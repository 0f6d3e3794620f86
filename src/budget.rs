use std::fmt::Display;

use rust_decimal::Decimal;

use crate::month::MonthKey;
use crate::needs::{total, NeedItem};
use crate::parse::format_amount;
use crate::store::{FinanceState, Profile};

pub const FALLBACK_CURRENCY: &str = "MAD";

/// Baseline amount of a month; a month that was never created counts as zero.
pub fn baseline_total(items: Option<&[NeedItem]>) -> Decimal {
    items.map(total).unwrap_or(Decimal::ZERO)
}

pub fn display_currency(profile: &Profile) -> &str {
    profile
        .currency
        .as_deref()
        .filter(|currency| !currency.trim().is_empty())
        .unwrap_or(FALLBACK_CURRENCY)
}

/// Everything shown for one month. Built fresh from the state on every read.
#[derive(Debug)]
pub struct BudgetView<'a> {
    pub month: MonthKey,
    pub items: Option<&'a [NeedItem]>,
    pub total: Decimal,
    pub currency: &'a str,
    decimal_sep: char,
}

impl<'a> BudgetView<'a> {
    pub fn new(state: &'a FinanceState, month: MonthKey, decimal_sep: char) -> Self {
        let items = state.month(month);
        Self {
            month,
            items,
            total: baseline_total(items),
            currency: display_currency(&state.profile),
            decimal_sep,
        }
    }

    fn money(&self, value: Decimal) -> String {
        format!("{} {}", format_amount(value, self.decimal_sep), self.currency)
    }
}

impl Display for BudgetView<'_> {
    fn fmt(&self, f: &mut std::fmt::Formatter<'_>) -> std::fmt::Result {
        writeln!(f, "Needs for {}", self.month)?;
        writeln!(f, "Baseline (this month): {}", self.money(self.total))?;
        let Some(items) = self.items else {
            writeln!(f, "Not set yet")?;
            writeln!(f, "Create the month first, then you can edit items.")?;
            return writeln!(
                f,
                "Tip: use `needs copy-previous` when only one item changes (like ending a subscription)."
            );
        };
        writeln!(f, "Month-specific list")?;
        if items.is_empty() {
            writeln!(f, "No needs items yet")?;
            return writeln!(
                f,
                "Add your baseline costs with `needs add` (rent, bills, transport...)."
            );
        }
        writeln!(f, "{:>8} {:24} {:>16}", "id", "item", "amount")?;
        for item in items {
            writeln!(
                f,
                "{:>8} {:24} {:>16}",
                item.id.to_string(),
                item.name,
                self.money(item.amount)
            )?;
        }
        Ok(())
    }
}

/// One line of the month overview.
#[derive(Debug, PartialEq, Eq)]
pub struct MonthSummary {
    pub month: MonthKey,
    pub created: bool,
    pub item_count: usize,
    pub total: Decimal,
}

pub fn month_overview(state: &FinanceState, newest: MonthKey, count: usize) -> Vec<MonthSummary> {
    newest
        .recent(count)
        .into_iter()
        .map(|month| {
            let items = state.month(month);
            MonthSummary {
                month,
                created: items.is_some(),
                item_count: items.map_or(0, <[NeedItem]>::len),
                total: baseline_total(items),
            }
        })
        .collect()
}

+-------+

-- ASSIGNMENT --
Your answer should consist of the material above, written out word for word.

-- SOLUTION BELOW --
repository 0f6d3e3794620f86
filename src/budget.rs
use std::fmt::Display;

use rust_decimal::Decimal;

use crate::month::MonthKey;
use crate::needs::{total, NeedItem};
use crate::parse::format_amount;
use crate::store::{FinanceState, Profile};

pub const FALLBACK_CURRENCY: &str = "MAD";

/// Baseline amount of a month; a month that was never created counts as zero.
pub fn baseline_total(items: Option<&[NeedItem]>) -> Decimal {
    items.map(total).unwrap_or(Decimal::ZERO)
}

pub fn display_currency(profile: &Profile) -> &str {
    profile
        .currency
        .as_deref()
        .filter(|currency| !currency.trim().is_empty())
        .unwrap_or(FALLBACK_CURRENCY)
}

/// Everything shown for one month. Built fresh from the state on every read.
#[derive(Debug)]
pub struct BudgetView<'a> {
    pub month: MonthKey,
    pub items: Option<&'a [NeedItem]>,
    pub total: Decimal,
    pub currency: &'a str,
    decimal_sep: char,
}

impl<'a> BudgetView<'a> {
    pub fn new(state: &'a FinanceState, month: MonthKey, decimal_sep: char) -> Self {
        let items = state.month(month);
        Self {
            month,
            items,
            total: baseline_total(items),
            currency: display_currency(&state.profile),
            decimal_sep,
        }
    }

    fn money(&self, value: Decimal) -> String {
        format!("{} {}", format_amount(value, self.decimal_sep), self.currency)
    }
}

impl Display for BudgetView<'_> {
    fn fmt(&self, f: &mut std::fmt::Formatter<'_>) -> std::fmt::Result {
        writeln!(f, "Needs for {}", self.month)?;
        writeln!(f, "Baseline (this month): {}", self.money(self.total))?;
        let Some(items) = self.items else {
            writeln!(f, "Not set yet")?;
            writeln!(f, "Create the month first, then you can edit items.")?;
            return writeln!(
                f,
                "Tip: use `needs copy-previous` when only one item changes (like ending a subscription)."
            );
        };
        writeln!(f, "Month-specific list")?;
        if items.is_empty() {
            writeln!(f, "No needs items yet")?;
            return writeln!(
                f,
                "Add your baseline costs with `needs add` (rent, bills, transport...)."
            );
        }
        writeln!(f, "{:>8} {:24} {:>16}", "id", "item", "amount")?;
        for item in items {
            writeln!(
                f,
                "{:>8} {:24} {:>16}",
                item.id.to_string(),
                item.name,
                self.money(item.amount)
            )?;
        }
        Ok(())
    }
}

/// One line of the month overview.
#[derive(Debug, PartialEq, Eq)]
pub struct MonthSummary {
    pub month: MonthKey,
    pub created: bool,
    pub item_count: usize,
    pub total: Decimal,
}

pub fn month_overview(state: &FinanceState, newest: MonthKey, count: usize) -> Vec<MonthSummary> {
    newest
        .recent(count)
        .into_iter()
        .map(|month| {
            let items = state.month(month);
            MonthSummary {
                month,
                created: items.is_some(),
                item_count: items.map_or(0, <[NeedItem]>::len),
                total: baseline_total(items),
            }
        })
        .collect()
}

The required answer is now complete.